Only the lines from the start of the data through the one containing "reconnect attempt failed." belong in your answer; return them exactly.

===== Dataset =====

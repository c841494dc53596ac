//! Session guardian: keeps the reconciler running across one session loss.

use crate::fs::FileSystem;
use crate::reconciler::{LoopError, Pacer, Reconciler};
use crate::transport::{Connector, Session, SessionIdentity, TransportError};
use thiserror::Error;
use tracing::{error, info, warn};

#[derive(Debug, Error)]
pub enum GuardianError {
    /// Session lost and keep-alive is off.
    #[error("Session lost: {0}")]
    SessionLost(#[source] TransportError),

    /// The single reconnect attempt failed.
    #[error("Session lost ({lost}) and reconnecting failed: {source}")]
    ReconnectFailed {
        lost: TransportError,
        #[source]
        source: TransportError,
    },

    /// The session was lost again after the single reconnect.
    #[error("Session lost again after reconnecting: {0}")]
    LostAfterReconnect(#[source] TransportError),

    /// Anything that is not a session failure.
    #[error(transparent)]
    Loop(LoopError),
}

#[derive(Debug, Clone)]
pub struct GuardianConfig {
    pub identity: SessionIdentity,
    /// Reconnect once when the session is lost. A second loss is fatal.
    pub keep_alive: bool,
}

/// How a supervised run ended without error.
#[derive(Debug, Clone, Copy, PartialEq, Eq)]
pub struct GuardianSummary {
    /// Cycles completed across all sessions.
    pub cycles: u64,
    pub reconnects: u32,
}

pub struct SessionGuardian<C: Connector> {
    connector: C,
    config: GuardianConfig,
}

impl<C: Connector> SessionGuardian<C> {
    pub fn new(connector: C, config: GuardianConfig) -> Self {
        Self { connector, config }
    }

    pub fn identity(&self) -> &SessionIdentity {
        &self.config.identity
    }

    /// Open the first session.
    pub async fn connect(&self) -> Result<Box<dyn Session>, TransportError> {
        info!("Connecting to {}...", self.config.identity);
        let session = self.connector.connect(&self.config.identity).await?;
        info!("Successfully connected to remote.");
        Ok(session)
    }

    /// Run the reconciler on `session` until the pacer stops it or the session
    /// is lost for good. The session is closed on every exit path.
    ///
    /// After a reconnect the reconciler keeps the snapshot it held when the
    /// session died, so unchanged files are not announced again. At most one
    /// reconnect is attempted per run; any later loss propagates.
    pub async fn supervise<F: FileSystem>(
        &self,
        reconciler: &mut Reconciler<F>,
        mut session: Box<dyn Session>,
        pacer: &mut dyn Pacer,
    ) -> Result<GuardianSummary, GuardianError> {
        let start = reconciler.cycles();
        let mut reconnects = 0;

        loop {
            let lost = match reconciler.run(session.as_mut(), pacer).await {
                Ok(_) => {
                    session.close().await;
                    return Ok(GuardianSummary {
                        cycles: reconciler.cycles() - start,
                        reconnects,
                    });
                }
                Err(LoopError::SessionLost(lost)) => lost,
                Err(other) => {
                    session.close().await;
                    return Err(GuardianError::Loop(other));
                }
            };

            session.close().await;

            if !self.config.keep_alive {
                error!("Session lost and keep-alive is disabled: {}", lost);
                return Err(GuardianError::SessionLost(lost));
            }
            if reconnects > 0 {
                error!("Session lost again after reconnecting: {}", lost);
                return Err(GuardianError::LostAfterReconnect(lost));
            }

            warn!("Session lost ({}), reconnecting to {}...", lost, self.config.identity);
            session = match self.connector.connect(&self.config.identity).await {
                Ok(session) => session,
                Err(source) => {
                    error!("Reconnect failed: {}", source);
                    return Err(GuardianError::ReconnectFailed { lost, source });
                }
            };
            reconnects += 1;
            info!(
                "Reconnected; resuming with the last snapshot ({} file(s))",
                reconciler.snapshot().len()
            );
        }
    }
}

#[cfg(test)]
mod tests {
    use super::*;
    use crate::fs::InMemoryFs;
    use crate::layout::MirrorLayout;
    use crate::memory::{MemoryRemote, RemoteOp};
    use crate::reconciler::ReconcilerConfig;
    use async_trait::async_trait;
    use std::sync::Arc;

    struct Stop;

    #[async_trait]
    impl Pacer for Stop {
        async fn pause(&mut self) -> bool {
            false
        }
    }

    fn guardian(remote: &MemoryRemote, keep_alive: bool) -> SessionGuardian<crate::memory::MemoryConnector> {
        SessionGuardian::new(
            remote.connector(),
            GuardianConfig {
                identity: SessionIdentity {
                    host: "host".into(),
                    user: "user".into(),
                    secret: None,
                    remote_root: "/srv/proj".into(),
                },
                keep_alive,
            },
        )
    }

    async fn reconciler(fs: &Arc<InMemoryFs>) -> Reconciler<Arc<InMemoryFs>> {
        let config =
            ReconcilerConfig::new(MirrorLayout::from_remote_dir("/srv/proj").unwrap(), ".");
        Reconciler::with_baseline(Arc::clone(fs), config).await.unwrap()
    }

    #[tokio::test]
    async fn test_clean_stop_closes_session() {
        let fs = Arc::new(InMemoryFs::new());
        fs.mkdir("proj");
        let mut reconciler = reconciler(&fs).await;
        let remote = MemoryRemote::new();
        let guardian = guardian(&remote, false);

        let session = guardian.connect().await.unwrap();
        let summary = guardian
            .supervise(&mut reconciler, session, &mut Stop)
            .await
            .unwrap();

        assert_eq!(summary, GuardianSummary { cycles: 1, reconnects: 0 });
        assert_eq!(remote.ops().last(), Some(&RemoteOp::Close));
    }

    #[tokio::test]
    async fn test_session_loss_without_keep_alive_terminates() {
        let fs = Arc::new(InMemoryFs::new());
        fs.mkdir("proj");
        let mut reconciler = reconciler(&fs).await;
        let remote = MemoryRemote::new();
        let guardian = guardian(&remote, false);
        let session = guardian.connect().await.unwrap();

        fs.write("proj/a.txt", b"");
        remote.drop_connection();
        let err = guardian
            .supervise(&mut reconciler, session, &mut Stop)
            .await
            .unwrap_err();

        assert!(matches!(err, GuardianError::SessionLost(_)));
        assert_eq!(remote.connect_count(), 1);
    }

    #[tokio::test]
    async fn test_local_errors_are_not_retried() {
        let fs = Arc::new(InMemoryFs::new());
        fs.write("proj/a.txt", b"");
        let mut reconciler = Reconciler::new(
            Arc::clone(&fs),
            ReconcilerConfig::new(MirrorLayout::from_remote_dir("/srv/gone").unwrap(), "."),
            Default::default(),
        );
        let remote = MemoryRemote::new();
        let guardian = guardian(&remote, true);
        let session = guardian.connect().await.unwrap();

        let err = guardian
            .supervise(&mut reconciler, session, &mut Stop)
            .await
            .unwrap_err();

        assert!(matches!(err, GuardianError::Loop(LoopError::Capture { .. })));
        assert_eq!(remote.connect_count(), 1);
    }
}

=====

Result -
repository c841494dc53596ac
//! Session guardian: keeps the reconciler running across one session loss.

use crate::fs::FileSystem;
use crate::reconciler::{LoopError, Pacer, Reconciler};
use crate::transport::{Connector, Session, SessionIdentity, TransportError};
use thiserror::Error;
use tracing::{error, info, warn};

#[derive(Debug, Error)]
pub enum GuardianError {
    /// Session lost and keep-alive is off.
    #[error("Session lost: {0}")]
    SessionLost(#[source] TransportError),

    /// The single reconnect attempt failed.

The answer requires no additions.